He needs to make a socket (a round bottom hole) in a steel plate that a 1" dia steel ball bearing will set into. The circumference of the top of this socket has to be .842 (+/- .005).

Does anyone know how to figure out how deep to make this socket so that the dia at the top of the socket is at the required circumference? I don't have a clue how to figure this out, math never having been my strong point...
The only way I would approach something like this is by trial and error, and even then I'm not sure how I would measure the circumference of the top of the hole accurately enough for what he needs.

Any help would be appreciated. Thanks in advance

John Stevenson
12-15-2010, 04:30 PM
0.01829" [ Approx ]

brian Rupnow
12-15-2010, 04:32 PM
Drill the 1" dia hole to a depth of .770" with a flat bottom--or a 0.5" spherical radius. That will give you exactly 0.842 at the point where the ball sets flush with the top of the hole. If the hole is going to have a 118 degree included angle in the bottom, let me know and I'll do a calc for that.
http://i307.photobucket.com/albums/nn294/BrianRupnow/junk.jpg

gcude
12-15-2010, 04:36 PM
I say .871 for a round bottom.

I calculated based on chord length and segment height.

John Stevenson
12-15-2010, 04:45 PM
He's asking that the CIRCUMFERENCE is equal to 0.842" which makes the diameter equal to 0.2680".

He may want what has been posted but that's NOT what he asked for.

Edit.
there are two possible depths, one below the centre line and one above, in Brians case he's quoted 0.780" but the same applies if the socket is shallow and below centre in which case it's 0.230 "

I went for the shallow answer given that in Brians picture it's not possible to fit a ball.

One of those not enough info to answer correctly.

gcude
12-15-2010, 04:53 PM
My revised answer is 0.129

This is more of a dimple than a socket.

oldtiffie
12-15-2010, 04:56 PM
Some seem to assume that the bottom of the hole will be a pretty accurate hemisphere.

Calculations need to reflect the physical and practical limitations of the tools and machines.

Corm
12-15-2010, 04:57 PM
Sir John, you are correct, but I misstated what I needed. I need the 'dia' at the top of the socket to be .842, not the circumference as I mistakenly stated. My fault, please accept my apologies.

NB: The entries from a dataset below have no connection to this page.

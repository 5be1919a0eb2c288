//! "Present results to the user": one tagged JSON line on stdout, picked up by
//! whatever front end launched the skill.

use serde::Serialize;
use std::io::Write;
use std::sync::Mutex;
use tracing::{info, warn};

#[derive(Debug, Serialize)]
struct PresentFiles<'a> {
    #[serde(rename = "__type__")]
    kind: &'static str,
    alert_title: &'a str,
    alert_message: &'a str,
    files: &'a [String],
}

pub fn present_files_line(title: &str, message: &str, files: &[String]) -> String {
    let event = PresentFiles {
        kind: "present_files",
        alert_title: title,
        alert_message: message,
        files,
    };
    serde_json::to_string(&event).unwrap_or_default()
}

pub struct Notifier {
    sink: Mutex<Box<dyn Write + Send>>,
}

impl Notifier {
    pub fn stdout() -> Self {
        Self::with_sink(Box::new(std::io::stdout()))
    }

    pub fn with_sink(sink: Box<dyn Write + Send>) -> Self {
        Self { sink: Mutex::new(sink) }
    }

    pub fn present_files(&self, title: &str, message: &str, files: &[String]) -> bool {
        let line = present_files_line(title, message, files);
        let Ok(mut sink) = self.sink.lock() else {
            return false;
        };
        match writeln!(sink, "{}", line).and_then(|_| sink.flush()) {
            Ok(()) => {
                info!(title, count = files.len(), "Presented files");
                true
            }
            Err(e) => {
                warn!(error = %e, "Presenting files failed");
                false
            }
        }
    }
}
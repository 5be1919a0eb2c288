mod commands;

use clap::{Parser, Subcommand};
use std::path::PathBuf;
use tracing_subscriber::{fmt, prelude::*, EnvFilter};

#[derive(Parser)]
#[command(name = "sisypho")]
#[command(about = "Desktop and browser automation runtime", long_about = None)]
#[command(version)]
struct Cli {
    #[command(subcommand)]
    command: Commands,

    /// Enable verbose logging
    #[arg(short, long, global = true)]
    verbose: bool,
}

#[derive(Subcommand)]
enum Commands {
    /// Start the configured backends and list their tools
    Tools,

    /// Call one capability through the backend registry
    Call {
        /// Tool name
        tool: String,
        /// JSON arguments (e.g. '{"app_name":"Notes"}')
        #[arg(long)]
        args: Option<String>,
        /// Route to this backend instead of resolving by tool name
        #[arg(long)]
        backend: Option<String>,
    },

    /// Execute a skill payload
    Run {
        /// Encrypted payload file (or plain source with --plain)
        skill: PathBuf,
        /// JSON object of keyword parameters for `run`
        #[arg(long)]
        params: Option<String>,
        /// Treat an undecryptable payload or a `false` result as failure
        #[arg(long)]
        stop_on_failure: bool,
        /// Deadline in milliseconds (overrides config skills.timeoutMs)
        #[arg(long)]
        timeout_ms: Option<u64>,
        /// The file holds plain skill source
        #[arg(long)]
        plain: bool,
    },

    /// Seal skill source into a payload for the current time
    Encrypt {
        /// Skill source file
        source: PathBuf,
        /// Unix timestamp to seal for (defaults to now)
        #[arg(long)]
        timestamp: Option<i64>,
    },

    /// Record desktop and browser interactions until Ctrl-C
    Record {
        /// Output directory (defaults to a timestamped folder under recordings/)
        #[arg(long)]
        output_dir: Option<PathBuf>,
    },

    /// Acquire a browser session and print its health
    BrowserStatus,
}

#[tokio::main]
async fn main() -> anyhow::Result<()> {
    let cli = Cli::parse();

    let filter = if cli.verbose {
        EnvFilter::new("debug")
    } else {
        EnvFilter::new("info")
    };

    // stdout carries command output, logs go to stderr
    tracing_subscriber::registry()
        .with(fmt::layer().with_writer(std::io::stderr))
        .with(filter)
        .init();

    match cli.command {
        Commands::Tools => {
            commands::tools_cmd::run().await?;
        }
        Commands::Call { tool, args, backend } => {
            commands::call_cmd::run(&tool, args.as_deref(), backend.as_deref()).await?;
        }
        Commands::Run {
            skill,
            params,
            stop_on_failure,
            timeout_ms,
            plain,
        } => {
            commands::run_cmd::run(&skill, params.as_deref(), stop_on_failure, timeout_ms, plain).await?;
        }
        Commands::Encrypt { source, timestamp } => {
            commands::encrypt_cmd::run(&source, timestamp).await?;
        }
        Commands::Record { output_dir } => {
            commands::record_cmd::run(output_dir).await?;
        }
        Commands::BrowserStatus => {
            commands::browser_cmd::status().await?;
        }
    }

    Ok(())
}
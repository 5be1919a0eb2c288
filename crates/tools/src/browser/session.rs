//! One live browser plus the resources it owns.

use serde::Serialize;
use std::path::PathBuf;
use std::sync::Arc;
use std::time::{Duration, Instant};
use tokio::process::Child;
use tracing::{debug, info, warn};

use super::discovery::OutputTail;
use super::page::BrowserPage;
use super::profile::EphemeralProfile;

const TERMINATE_GRACE: Duration = Duration::from_secs(3);

/// A controllable browser page and whatever had to be created to get it.
///
/// `process` is `None` when attached to a browser someone else started; such a
/// browser is never closed by us.
pub struct BrowserSession {
    tier: String,
    executable_path: Option<PathBuf>,
    profile: Option<EphemeralProfile>,
    debug_port: u16,
    process: Option<Child>,
    output: Option<OutputTail>,
    pub(crate) created_at: Instant,
    page: Arc<dyn BrowserPage>,
}

impl BrowserSession {
    pub fn new(tier: &str, debug_port: u16, page: Arc<dyn BrowserPage>) -> Self {
        Self {
            tier: tier.to_string(),
            executable_path: None,
            profile: None,
            debug_port,
            process: None,
            output: None,
            created_at: Instant::now(),
            page,
        }
    }

    /// Own a launched browser whose stdout/stderr are drained into `output`.
    pub fn with_process(mut self, executable: PathBuf, process: Child, output: OutputTail) -> Self {
        self.executable_path = Some(executable);
        self.process = Some(process);
        self.output = Some(output);
        self
    }

    pub fn with_profile(mut self, profile: EphemeralProfile) -> Self {
        self.profile = Some(profile);
        self
    }

    pub fn tier(&self) -> &str {
        &self.tier
    }

    pub fn debug_port(&self) -> u16 {
        self.debug_port
    }

    pub fn executable_path(&self) -> Option<&PathBuf> {
        self.executable_path.as_ref()
    }

    pub fn profile_dir(&self) -> Option<PathBuf> {
        self.profile.as_ref().map(|p| p.user_data_dir().to_path_buf())
    }

    pub fn owns_process(&self) -> bool {
        self.process.is_some()
    }

    pub fn pid(&self) -> Option<u32> {
        self.process.as_ref().and_then(Child::id)
    }

    /// Recent stdout/stderr of an owned browser.
    pub fn output_tail(&self) -> Option<String> {
        self.output.as_ref().map(OutputTail::text)
    }

    pub fn age(&self) -> Duration {
        self.created_at.elapsed()
    }

    pub fn page(&self) -> &dyn BrowserPage {
        self.page.as_ref()
    }

    /// Resident memory of the owned browser process, where the platform lets us see it.
    pub async fn memory_mb(&self) -> Option<u64> {
        process_memory_mb(self.pid()?).await
    }

    /// Terminate an owned browser (graceful close, then kill) and delete its profile copy.
    pub async fn close(mut self) {
        if let Some(mut child) = self.process.take() {
            if let Err(e) = self.page.close_browser().await {
                debug!(error = %e, "Browser.close failed, browser may already be gone");
            }
            match tokio::time::timeout(TERMINATE_GRACE, child.wait()).await {
                Ok(Ok(status)) => debug!(%status, "Browser exited"),
                Ok(Err(e)) => warn!(error = %e, "Waiting for browser failed"),
                Err(_) => {
                    let output = self.output_tail().unwrap_or_default();
                    warn!(
                        port = self.debug_port,
                        output = crate::safe_truncate(&output, 500),
                        "Browser did not exit in time, killing"
                    );
                    if let Err(e) = child.kill().await {
                        warn!(error = %e, "Killing browser failed");
                    }
                }
            }
        }
        if let Some(profile) = self.profile.take() {
            profile.remove();
        }
        info!(tier = %self.tier, port = self.debug_port, "Browser session closed");
    }
}

impl Drop for BrowserSession {
    fn drop(&mut self) {
        if let Some(child) = self.process.as_mut() {
            let _ = child.start_kill();
        }
    }
}

/// Snapshot of a session's health, as reported by status queries.
#[derive(Debug, Clone, Serialize)]
#[serde(rename_all = "camelCase")]
pub struct HealthReport {
    pub tier: String,
    pub debug_port: u16,
    pub age_secs: u64,
    pub open: bool,
    pub responsive: bool,
    pub memory_mb: Option<u64>,
    pub owns_process: bool,
    pub profile_dir: Option<String>,
    pub executable: Option<String>,
    pub current_url: Option<String>,
}

#[cfg(unix)]
pub async fn process_memory_mb(pid: u32) -> Option<u64> {
    let output = tokio::process::Command::new("ps")
        .args(["-o", "rss=", "-p", &pid.to_string()])
        .output()
        .await
        .ok()?;
    if !output.status.success() {
        return None;
    }
    let rss_kb: u64 = String::from_utf8_lossy(&output.stdout).trim().parse().ok()?;
    Some(rss_kb / 1024)
}

#[cfg(not(unix))]
pub async fn process_memory_mb(_pid: u32) -> Option<u64> {
    None
}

gcude gave me the kind of answer I was looking for. Can you share the math formula you used to figure that out?

Brian, I don't know how to interpret your response. You obviously put a lot of thought and effort into the response, and I am grateful for that, I just don't know how to read it. You start out by stating 'drill a 1" dia hole". The hole, or socket, that my friend needs has to be .842 in dia at the top of the socket, so how can he start by drilling a 1" dia hole? Please forgive me if I am missing something obvious.

Thanks to everyone for your assistance.

oldtiffie
12-15-2010, 05:02 PM
I think a rough sketch scanned and posted to Photo-Bucket with the link to PB posted here would help considerably.

gcude
12-15-2010, 05:16 PM
Sir John, you are correct, but I misstated what I needed. I need the 'dia' at the top of the socket to be .842, not the circumference as I mistakenly stated. My fault, please accept my apologies.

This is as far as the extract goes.